Las ceremonias en memoria de las víctimas del Holocausto, de los soldados caídos en combate y de las víctimas del terrorismo están permanentemente en el programa. A cada rato hay momentos de silencio. En todo Israel se escuchan las sirenas y hasta los niños más pequeños aprenden a pararse atentos y bajar sus cabezas en señal de respeto. Los alumnos más talentosos son escogidos para cantar canciones tristes, acompañados del rasgar de una guitarra. El director hace un discurso ylos estudiantes leen los nombres de aquellos graduados que han caído. Todos cantan el Hatikva y luego se van a su casa.
Estas ceremonias son muy emotivas. Sin embargo, ¿cuándo se les da a estos jóvenes permiso y oportunidad de reflexionar, de sentir, de ponderar, de preguntarse a ellos mismos para qué vale la pena vivir y para qué vale la pena morir?
Este tipo de ceremonias lo que promueve es que imitemos a los que consideran que para mejorar la vida de todos nosotros vale la pena matar y morir, cuando en
realidad durante siglos nuestra cultura ha buscado ayudar a la humanidad a
sobreponerse de todas las visicitudes que enfrenta. Nuestros padres siempre estuvieron orgullosos de que sus hijos hubieran logrado ser médicos, que alivian el dolor de los demás, o abogados que defienden los derechos más elementales del hombre.

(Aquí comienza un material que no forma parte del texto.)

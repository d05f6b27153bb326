//! Staff role enumeration.

use serde::{Deserialize, Serialize};
use std::fmt;
use std::str::FromStr;

/// Roles available to staff users.
///
/// The set is closed: every staff user holds exactly one of these, and a
/// role is never inferred from anything other than the stored assignment.
#[derive(Debug, Clone, Copy, PartialEq, Eq, Hash, Serialize, Deserialize, sqlx::Type)]
#[sqlx(rename_all = "lowercase")]
#[serde(rename_all = "lowercase")]
pub enum Role {
    /// Back-office management; administers staff and reassigns ownership.
    Management,
    /// Sales staff; owns the clients and contracts it created.
    Sales,
    /// Support staff; runs the events assigned to it.
    Support,
}

impl Role {
    /// Check if this role is management.
    pub fn is_management(&self) -> bool {
        matches!(self, Self::Management)
    }

    /// Return the role as a lowercase string.
    pub fn as_str(&self) -> &'static str {
        match self {
            Self::Management => "management",
            Self::Sales => "sales",
            Self::Support => "support",
        }
    }
}

impl fmt::Display for Role {
    fn fmt(&self, f: &mut fmt::Formatter<'_>) -> fmt::Result {
        write!(f, "{}", self.as_str())
    }
}

impl FromStr for Role {
    type Err = crmdesk_core::AppError;

    fn from_str(s: &str) -> Result<Self, Self::Err> {
        match s.to_lowercase().as_str() {
            "management" => Ok(Self::Management),
            "sales" => Ok(Self::Sales),
            "support" => Ok(Self::Support),
            _ => Err(crmdesk_core::AppError::validation(format!(
                "Invalid role: '{s}'. Expected one of: management, sales, support"
            ))),
        }
    }
}

#[cfg(test)]
mod tests {
    use super::*;

    #[test]
    fn test_from_str() {
        assert_eq!("management".parse::<Role>().unwrap(), Role::Management);
        assert_eq!("SALES".parse::<Role>().unwrap(), Role::Sales);
        assert!("commercial".parse::<Role>().is_err());
    }

    #[test]
    fn test_serde_lowercase() {
        assert_eq!(serde_json::to_string(&Role::Support).unwrap(), "\"support\"");
        let parsed: Role = serde_json::from_str("\"management\"").unwrap();
        assert_eq!(parsed, Role::Management);
    }
}
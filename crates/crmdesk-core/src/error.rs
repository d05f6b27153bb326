//! Unified application error types for CrmDesk.
//!
//! All crates map their internal errors into [`AppError`] for consistent
//! propagation through the ? operator. Expected conditions (missing records,
//! rejected credentials, denied mutations) are returned as values; only
//! unexpected persistence failures carry an underlying source error.

use std::fmt;
use thiserror::Error;

/// Top-level error kind categorization used across the entire application.
#[derive(Debug, Clone, Copy, PartialEq, Eq, Hash, serde::Serialize, serde::Deserialize)]
pub enum ErrorKind {
    /// No valid credential could be resolved for the caller.
    NotAuthenticated,
    /// A presented credential failed signature or structural validation.
    InvalidCredential,
    /// A presented credential has passed its expiry.
    ExpiredCredential,
    /// The caller is authenticated but not permitted to perform the action.
    Forbidden,
    /// A field in a submitted patch is not settable by the caller's role.
    FieldNotAllowed,
    /// The requested record was not found.
    NotFound,
    /// A uniqueness constraint would be violated.
    Conflict,
    /// A domain precondition failed.
    Validation,
    /// A database error occurred.
    Database,
    /// A configuration error occurred.
    Configuration,
    /// An internal error occurred.
    Internal,
}

impl fmt::Display for ErrorKind {
    fn fmt(&self, f: &mut fmt::Formatter<'_>) -> fmt::Result {
        match self {
            Self::NotAuthenticated => write!(f, "NOT_AUTHENTICATED"),
            Self::InvalidCredential => write!(f, "INVALID_CREDENTIAL"),
            Self::ExpiredCredential => write!(f, "EXPIRED_CREDENTIAL"),
            Self::Forbidden => write!(f, "FORBIDDEN"),
            Self::FieldNotAllowed => write!(f, "FIELD_NOT_ALLOWED"),
            Self::NotFound => write!(f, "NOT_FOUND"),
            Self::Conflict => write!(f, "CONFLICT"),
            Self::Validation => write!(f, "VALIDATION"),
            Self::Database => write!(f, "DATABASE"),
            Self::Configuration => write!(f, "CONFIGURATION"),
            Self::Internal => write!(f, "INTERNAL"),
        }
    }
}

/// The unified application error used throughout CrmDesk.
///
/// All crate-specific errors are mapped into `AppError` using explicit
/// `.map_err()` calls. This provides a single error type for the entire
/// application boundary; the CLI renders it, services never panic on it.
#[derive(Debug, Error)]
#[error("{kind}: {message}")]
pub struct AppError {
    /// The category of error.
    pub kind: ErrorKind,
    /// A human-readable error message.
    pub message: String,
    /// Optional underlying cause.
    #[source]
    pub source: Option<Box<dyn std::error::Error + Send + Sync>>,
}

impl AppError {
    /// Create a new application error.
    pub fn new(kind: ErrorKind, message: impl Into<String>) -> Self {
        Self {
            kind,
            message: message.into(),
            source: None,
        }
    }

    /// Create a new application error with an underlying cause.
    pub fn with_source(
        kind: ErrorKind,
        message: impl Into<String>,
        source: impl std::error::Error + Send + Sync + 'static,
    ) -> Self {
        Self {
            kind,
            message: message.into(),
            source: Some(Box::new(source)),
        }
    }

    /// Create a not-authenticated error.
    pub fn not_authenticated() -> Self {
        Self::new(ErrorKind::NotAuthenticated, "Not authenticated")
    }

    /// Create an invalid-credential error.
    pub fn invalid_credential(message: impl Into<String>) -> Self {
        Self::new(ErrorKind::InvalidCredential, message)
    }

    /// Create an expired-credential error.
    pub fn expired_credential() -> Self {
        Self::new(ErrorKind::ExpiredCredential, "Credential has expired")
    }

    /// Create a forbidden error.
    pub fn forbidden(message: impl Into<String>) -> Self {
        Self::new(ErrorKind::Forbidden, message)
    }

    /// Create a field-not-allowed error for a rejected patch field.
    pub fn field_not_allowed(field: &str, role: impl fmt::Display) -> Self {
        Self::new(
            ErrorKind::FieldNotAllowed,
            format!("Field '{field}' may not be set by role '{role}'"),
        )
    }

    /// Create a not-found error.
    pub fn not_found(message: impl Into<String>) -> Self {
        Self::new(ErrorKind::NotFound, message)
    }

    /// Create a uniqueness-conflict error for a field/value pair.
    pub fn conflict(field: &str, value: impl fmt::Display) -> Self {
        Self::new(
            ErrorKind::Conflict,
            format!("Value '{value}' for field '{field}' is already in use"),
        )
    }

    /// Create a validation error.
    pub fn validation(message: impl Into<String>) -> Self {
        Self::new(ErrorKind::Validation, message)
    }

    /// Create a database error.
    pub fn database(message: impl Into<String>) -> Self {
        Self::new(ErrorKind::Database, message)
    }

    /// Create a configuration error.
    pub fn configuration(message: impl Into<String>) -> Self {
        Self::new(ErrorKind::Configuration, message)
    }

    /// Create an internal error.
    pub fn internal(message: impl Into<String>) -> Self {
        Self::new(ErrorKind::Internal, message)
    }

    /// Whether this error is one of the two credential-decode failures.
    pub fn is_credential_failure(&self) -> bool {
        matches!(
            self.kind,
            ErrorKind::InvalidCredential | ErrorKind::ExpiredCredential
        )
    }
}

#[cfg(test)]
mod tests {
    use super::*;

    #[test]
    fn test_display_includes_kind_and_message() {
        let err = AppError::field_not_allowed("assignee_id", "support");
        let rendered = err.to_string();
        assert!(rendered.starts_with("FIELD_NOT_ALLOWED"));
        assert!(rendered.contains("assignee_id"));
        assert!(rendered.contains("support"));
    }

    #[test]
    fn test_credential_failure_predicate() {
        assert!(AppError::expired_credential().is_credential_failure());
        assert!(AppError::invalid_credential("bad signature").is_credential_failure());
        assert!(!AppError::not_authenticated().is_credential_failure());
    }
}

Por eso mejor tenemos que hacer mención de los Premios Nobel que han ganado
nuestros correligionarios en los campos de la ciencia, la tecnología, la medicina y la literatura, y estar orgullosos de que aunque seamos una minoría ínfima en relación con la población mundial, hemos contribuido de manera destacada al bien de la humanidad.